Q: Now, are you a citizen of the United States?
A: No.
Q: All right. Do you understand that as a result of a plea in this particular matter that, if you’re not a citizen of the United States, a plea of guilty could result in either deportation, exclusion from admission to the United States, or denial of citizenship?
A: Yes.
Q: Knowing all those rights, do you still want to go forward with your plea?
A: Yes.
The question in this post conviction petition is whether trial counsel gave "clearly erroneous" advice about the immigration consequences of Mr. Herrera Sanchez's guilty plea because counsel said that by pleading guilty he "could" be deported.  After taking testimony on this question, the post conviction court found that counsel had told Mr. Herrera Sanchez that he "was looking at deportation" following the plea, and that this was effective assistance of counsel.

Padilla said that when the applicable immigration statute was not "succinct and straightforward" the counsel need do no more than advise a noncitizen that pending criminal charges may carry a risk of adverse immigration consequences.  On the other hand, when the deportation consequences are "truly clear" and counsel can "easily determine" those consequences "simply from reading the text of the statute" then there is a duty to give more explicit advice about the likelihood of deportation.  

The immigration statute says that any alien who is convicted of an aggravated felony is deportable.  8 U.S.C. 1227(a)(2)(A)(iii).  It gives several examples of what it means by "aggravated felony," one of which is "sexual abuse of a minor."  Which is what Mr. Herrera Sanchez pled guilty to.  Mr. Herrera Sanchez said that third degree criminal sexual conduct fits this example of an aggravated felony to a T and so it was an easy job for counsel to have figured out that he would - not "could" - be deported.  The court of appeals, however, countered that the immigration statute doesn't define "sexual abuse of a minor" and the court could not find any case by a court "binding this one" that says that CSC 3 is an aggravated felony.   Never mind that the Board of Immigration Appeals thinks that CSC 3 is such an aggravated felony.  So, once again, the resort to the dictionary is enough to carry the day.  Counsel's performance met Padilla's requirements.

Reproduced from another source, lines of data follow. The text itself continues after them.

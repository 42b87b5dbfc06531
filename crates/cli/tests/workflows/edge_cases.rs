//! Edge cases: unsupported documents, disabled history, broken stores

use crate::common::cli::strip_ansi;
use crate::common::TestSite;

const DAY: u64 = 86_400;
const T0: u64 = 1_699_920_000;

#[test]
fn test_unsupported_document_has_no_history() {
    let site = TestSite::new();
    site.save("data.bin", "one\n", T0, "ana");
    let second = site.save("data.bin", "two\n", T0 + DAY, "ana");
    assert_eq!(second.parse_revision_id(), None);
    assert!(!site.doc(".vers;data.bin").exists());

    let v = (T0 + DAY).to_string();
    let result = site
        .folio(&["show", "data.bin", "--version", &v, "--raw"])
        .assert_failure()
        .unwrap();
    assert!(result.contains_stderr("not of a supported type"));
}

#[test]
fn test_disabled_history_records_ledger_only() {
    let site = TestSite::new().with_config("[history]\nenabled = false\n");
    site.save("page.md", "one\n", T0, "ana");
    let second = site.save("page.md", "two\n", T0 + DAY, "ana");

    assert_eq!(second.parse_revision_id(), None);
    assert!(!site.doc(".vers;page.md").exists());
    assert!(site.doc(".props;page.md").exists());
}

#[test]
fn test_log_without_history_fails() {
    let site = TestSite::new();
    site.save("page.md", "only\n", T0, "ana");

    let result = site.folio(&["log", "page.md"]).assert_failure().unwrap();
    assert!(result.contains_stderr("no versions found"));
}

#[test]
fn test_broken_store_warns_unless_strict() {
    let site = TestSite::new();
    site.save("page.md", "one\n", T0, "ana");
    site.save("page.md", "two\n", T0 + DAY, "ana");
    std::fs::write(site.doc(".vers;page.md"), "{broken").unwrap();

    let lenient = site.save("page.md", "three\n", T0 + 2 * DAY, "ana");
    assert!(strip_ansi(&lenient.stdout).contains("warning:"));
    assert_eq!(site.read("page.md"), "three\n");

    let strict = TestSite::new().with_config("[history]\nstrict = true\n");
    strict.save("page.md", "one\n", T0, "ana");
    strict.save("page.md", "two\n", T0 + DAY, "ana");
    std::fs::write(strict.doc(".vers;page.md"), "{broken").unwrap();

    let at = (T0 + 2 * DAY).to_string();
    let result = strict
        .folio(&["save", "page.md", "--at", &at, "--user", "ana"])
        .stdin("three\n")
        .assert_failure()
        .unwrap();
    assert!(result.contains_stderr("Failed to record revision"));
}

#[test]
fn test_bad_selector_is_rejected() {
    let site = TestSite::new();
    site.save("page.md", "one\n", T0, "ana");
    site.save("page.md", "two\n", T0 + DAY, "ana");

    let result = site
        .folio(&["diff", "page.md", "yesterday", "~"])
        .assert_failure()
        .unwrap();
    assert!(result.contains_stderr("neither '~' nor a revision id"));
}

#[test]
fn test_legacy_store_is_readable() {
    let site = TestSite::new();
    site.save("page.md", "old\n", T0, "ana");
    site.save("page.md", "new\n", T0 + DAY, "ana");
    std::fs::remove_file(site.doc(".vers;page.md")).unwrap();
    std::fs::write(
        site.doc(".ver;page.md"),
        format!("{}:\n- rewrite\n- \"legacy old\\n\"\nroot: \"new\\n\"\n", T0 + DAY),
    )
    .unwrap();

    let v = (T0 + DAY).to_string();
    let raw = site
        .folio(&["show", "page.md", "--version", &v, "--raw"])
        .assert_success()
        .unwrap();
    assert_eq!(raw.stdout, "legacy old\n");
    assert!(!site.doc(".vers;page.md").exists());
}

#[test]
fn test_out_of_range_timestamps() {
    let site = TestSite::new();
    site.save("page.md", "one\n", T0, "ana");

    let max = u64::MAX.to_string();
    let result = site
        .folio(&["save", "page.md", "--at", &max, "--user", "ana"])
        .stdin("two\n")
        .assert_failure()
        .unwrap();
    assert!(result.contains_stderr("invalid revision id"));
    assert_eq!(site.read("page.md"), "one\n");

    // A hand-edited change log must not take `log` down
    site.save("page.md", "two\n", T0 + DAY, "ana");
    std::fs::write(
        site.doc(".props;page.md"),
        format!(
            r#"{{"created":[{},"127.0.0.1","ana"],"change-log":[[{},"127.0.0.1","ana"],[{},"127.0.0.1","ana"]]}}"#,
            T0,
            u64::MAX,
            T0 + DAY
        ),
    )
    .unwrap();
    let log = site.folio(&["log", "page.md"]).assert_success().unwrap();
    assert!(strip_ansi(&log.stdout).contains("Unknown time"));
}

Mr. Herrera Sanchez also argued that the plea, itself, was inadequate to establish a factual basis because counsel utilized too many leading questions.  That goes no where because if the record contains sufficient evidence to support the conviction it survives a challenge.  

Sunday, August 2, 2015

Bernard"s "Search Incident to Lawful Arrest" Controls This Breath Test Refusal Challenge

State v. Bennett, Minn.Ct.App., 7/27/2015.  Mr. Bennett refused to submit to a breath test.  The trial court convicted him on a stipulated facts court trial after the court ruled that the test refusal statute does not violate the "unconstitutional-conditions doctrine."  To prevail on this doctrine Mr. Bennett needed to establish that the test refusal statute authorized an unconstitutional search.  State v. Netland, 762 N.W.2d 202 (Minn. 2009),abrogated in part by Missouri v. McNeely, 133 S.Ct. 1552 (2013).  

Well, of course, there's State v. Bernard, 859 N.W.2d 762 (Minn. 2015). Bernard said that a breathalyzer is a "search incident to lawful arrest" so the test refusal statute does not authorize an unconstitutional search after all.   (Bernard is pending a cert petition in the U. S. Supreme Court.)  That pretty much dooms Mr. Bennett's claim.  

Chief Judge Cleary concurred, to say that he believes that Bernard is limited to a warrantless breath test.